City Moonshot setting the stage for Europe's urban mobility mandate
Among the nearly 300 cities and regions interviewed worldwide by ERTICO’s City Moonshot initiative are 93 urban nodes of the TEN-T. These interviews capture a helpful, ground-level picture of what cities need, where they struggle, and how ready they are to contribute to the TEN-T ambitions. Three key trends emerge from the information collected:
- Cities are committed to progress. The majority is expanding active mobility and electrification measures and 95% recognise the importance of data sharing.
- Cities face structural constraints. Challenges include limited charging infrastructure, inconsistent Urban Vehicle Access Regulation (UVAR) implementation, varying technical readiness, and gaps in digitalisation. Urban Air Mobility (UAM) remains poorly integrated into policy and planning, with most cities hesitant or unprepared.
- Governance, capacity, and skills deficits persist. This is particularly true for digitalisation, around data standards, GDPR compliance, interoperability, and advanced traffic management.
With the looming SUMP deadline for urban nodes, these gaps represent real risks to implementation. The City Moonshot findings reveal that cities may be ambitious, but many lack the technical, financial, or organisational capacity to meet new European obligations without strong support.
Seamless mobility along the TEN-T requires not just capable cities and regions but also aligned national frameworks. ERTICO is taking the urban context of the City Moonshot to a wider context. In a very timely initiative, it has launched the National Moonshot, working closely with associations such as CEDR.
Seamless mobility integration in Functional Urban Areas and the TEN-T
Functional Urban Areas are critical gateways to the TEN-T as this is where long-distance, regional, and urban mobility meet. Ensuring seamless mobility across these interfaces is essential for meeting the objectives within the EU’s twin digital and green transition, improving multimodal accessibility, and enabling efficient freight and passenger movement. But how prepared are those responsible?

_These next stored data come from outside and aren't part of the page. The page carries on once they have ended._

use std::fmt;
use std::str::FromStr;

use serde::{Deserialize, Serialize};
use tracing::debug;

use crate::economy::{self, DailyResults, SupplyOrder};
use crate::error::{GameError, GameResult};
use crate::types::Inventory;
use crate::weather::{Weather, WeatherSource};

pub const FINAL_DAY: u32 = 14;
pub const STARTING_MONEY: f64 = 20.00;
pub const DEFAULT_PRICE_PER_CUP: f64 = 0.25;

#[derive(Debug, Clone, Copy, Serialize, Deserialize, PartialEq, Eq, Hash)]
#[serde(rename_all = "camelCase")]
pub enum Status {
    Buying,
    Pricing,
    Selling,
    Reporting,
    GameOver,
}

impl Status {
    pub fn as_str(&self) -> &'static str {
        match self {
            Status::Buying => "buying",
            Status::Pricing => "pricing",
            Status::Selling => "selling",
            Status::Reporting => "reporting",
            Status::GameOver => "gameOver",
        }
    }

    pub fn is_terminal(&self) -> bool {
        matches!(self, Status::GameOver)
    }

    /// Transition table for the daily cycle. `NextDay` always lands on
    /// `Buying` here; the final-day check happens in [`Session::next_day`].
    pub fn after(self, operation: Operation) -> GameResult<Status> {
        match (self, operation) {
            (Status::Buying, Operation::BuySupplies) => Ok(Status::Pricing),
            (Status::Pricing, Operation::SetPrice) => Ok(Status::Selling),
            (Status::Selling, Operation::SellLemonade) => Ok(Status::Reporting),
            (Status::Reporting, Operation::NextDay) => Ok(Status::Buying),
            (status, operation) => Err(GameError::IllegalTransition { operation, status }),
        }
    }
}

impl fmt::Display for Status {
    fn fmt(&self, f: &mut fmt::Formatter<'_>) -> fmt::Result {
        f.write_str(self.as_str())
    }
}

/// Operations that move a session through its daily cycle.
#[derive(Debug, Clone, Copy, Serialize, Deserialize, PartialEq, Eq, Hash)]
#[serde(rename_all = "snake_case")]
pub enum Operation {
    BuySupplies,
    SetPrice,
    SellLemonade,
    NextDay,
}

impl Operation {
    pub fn as_str(&self) -> &'static str {
        match self {
            Operation::BuySupplies => "buy_supplies",
            Operation::SetPrice => "set_price",
            Operation::SellLemonade => "sell_lemonade",
            Operation::NextDay => "next_day",
        }
    }
}

impl fmt::Display for Operation {
    fn fmt(&self, f: &mut fmt::Formatter<'_>) -> fmt::Result {
        f.write_str(self.as_str())
    }
}

impl FromStr for Operation {
    type Err = GameError;

    fn from_str(value: &str) -> Result<Self, Self::Err> {
        match value {
            "buy_supplies" => Ok(Operation::BuySupplies),
            "set_price" => Ok(Operation::SetPrice),
            "sell_lemonade" => Ok(Operation::SellLemonade),
            "next_day" => Ok(Operation::NextDay),
            other => Err(GameError::UnknownOperation(other.to_string())),
        }
    }
}

/// Full state of one game.
#[derive(Debug, Clone, Serialize, Deserialize, PartialEq)]
#[serde(rename_all = "camelCase")]
pub struct Session {
    pub day: u32,
    pub money: f64,
    pub inventory: Inventory,
    pub cost_per_cup: f64,
    pub price_per_cup: f64,
    pub weather: Weather,
    pub status: Status,
}

impl Session {
    pub fn new(weather: Weather) -> Self {
        Self {
            day: 1,
            money: STARTING_MONEY,
            inventory: Inventory::default(),
            cost_per_cup: 0.0,
            price_per_cup: DEFAULT_PRICE_PER_CUP,
            weather,
            status: Status::Buying,
        }
    }

    pub fn is_over(&self) -> bool {
        self.status.is_terminal()
    }

    /// Whole-order purchase: either everything is bought or nothing is.
    pub fn buy_supplies(&self, order: &SupplyOrder) -> GameResult<Session> {
        let status = self.status.after(Operation::BuySupplies)?;

        let total_cost = economy::purchase_cost(order);
        if total_cost > self.money {
            return Err(GameError::InsufficientFunds {
                cost: total_cost,
                available: self.money,
            });
        }

        debug!(day = self.day, total_cost, "supplies purchased");
        Ok(Session {
            money: self.money - total_cost,
            inventory: order.deliver_to(&self.inventory),
            cost_per_cup: economy::cost_per_cup(total_cost, order.cups),
            status,
            ..self.clone()
        })
    }

    pub fn set_price(&self, price: f64) -> GameResult<Session> {
        let status = self.status.after(Operation::SetPrice)?;
        if !price.is_finite() || price < 0.0 {
            return Err(GameError::invalid(format!(
                "price must be a non-negative number, got {price}"
            )));
        }

        debug!(day = self.day, price, "price set");
        Ok(Session {
            price_per_cup: price,
            status,
            ..self.clone()
        })
    }

    pub fn sell_lemonade(&self) -> GameResult<(Session, DailyResults)> {
        let status = self.status.after(Operation::SellLemonade)?;
        let outcome = economy::resolve_sale(
            &self.inventory,
            &self.weather,
            self.price_per_cup,
            self.cost_per_cup,
        );

        let next = Session {
            money: self.money + outcome.results.revenue,
            inventory: outcome.inventory,
            status,
            ..self.clone()
        };
        Ok((next, outcome.results))
    }

    /// Advances to the next morning, or ends the game after the final day.
    /// Weather is only drawn when a new day actually starts.
    pub fn next_day<W: WeatherSource + ?Sized>(&self, weather: &mut W) -> GameResult<Session> {
        let status = self.status.after(Operation::NextDay)?;

        if self.day >= FINAL_DAY {
            return Ok(Session {
                status: Status::GameOver,
                ..self.clone()
            });
        }

        Ok(Session {
            day: self.day + 1,
            weather: weather.next_weather(),
            inventory: self.inventory.melt_ice(),
            status,
            ..self.clone()
        })
    }
}

/// Result envelope handed back for every mutating operation.
#[derive(Debug, Clone, Serialize, Deserialize, PartialEq)]
#[serde(rename_all = "camelCase")]
pub struct TurnReport {
    pub success: bool,
    #[serde(skip_serializing_if = "Option::is_none")]
    pub message: Option<String>,
    #[serde(skip_serializing_if = "Option::is_none")]
    pub daily_results: Option<DailyResults>,
    pub game_state: Session,
}

impl TurnReport {
    pub fn ok(game_state: Session) -> Self {
        Self {
            success: true,
            message: None,
            daily_results: None,
            game_state,
        }
    }

    pub fn with_results(game_state: Session, results: DailyResults) -> Self {
        Self {
            daily_results: Some(results),
            ..Self::ok(game_state)
        }
    }

    pub fn rejected(game_state: Session, message: impl Into<String>) -> Self {
        Self {
            success: false,
            message: Some(message.into()),
            daily_results: None,
            game_state,
        }
    }
}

Cities, regions, and industry must work jointly to integrate planning, data, and infrastructure to make mobility within FUAs and across the TEN-T truly seamless. There are a number of challenges to overcome, including those of governance, multimodal integration, data interoperability, digital tools, and public–private collaboration for sustainable and user-centric mobility.
The panel discussion, moderated by special invitee Jürgen Kettner of the European Commission’s DG MOVE, highlighted that beyond the lack of resources, funding and infrastructure some crucial issues must be addressed:
- Governance is one of the biggest obstacles as well as the key to unlocking integration. Jurisdictional fragmentation continues to impede coherent planning across FUAs. Joint strategies, shared incentives, and multi-level governance models are of great need.
- Digitalisation is essential for seamless integration. Interoperable data standards, shared indicators, and secure, real-time information flows underpin every aspect of integrated mobility. But current practices remain inconsistent, and many cities lack the enabling architecture, struggle with disparate standards (e.g., DATEX II, GTFS, MDS) and inconsistent private–public data reciprocity.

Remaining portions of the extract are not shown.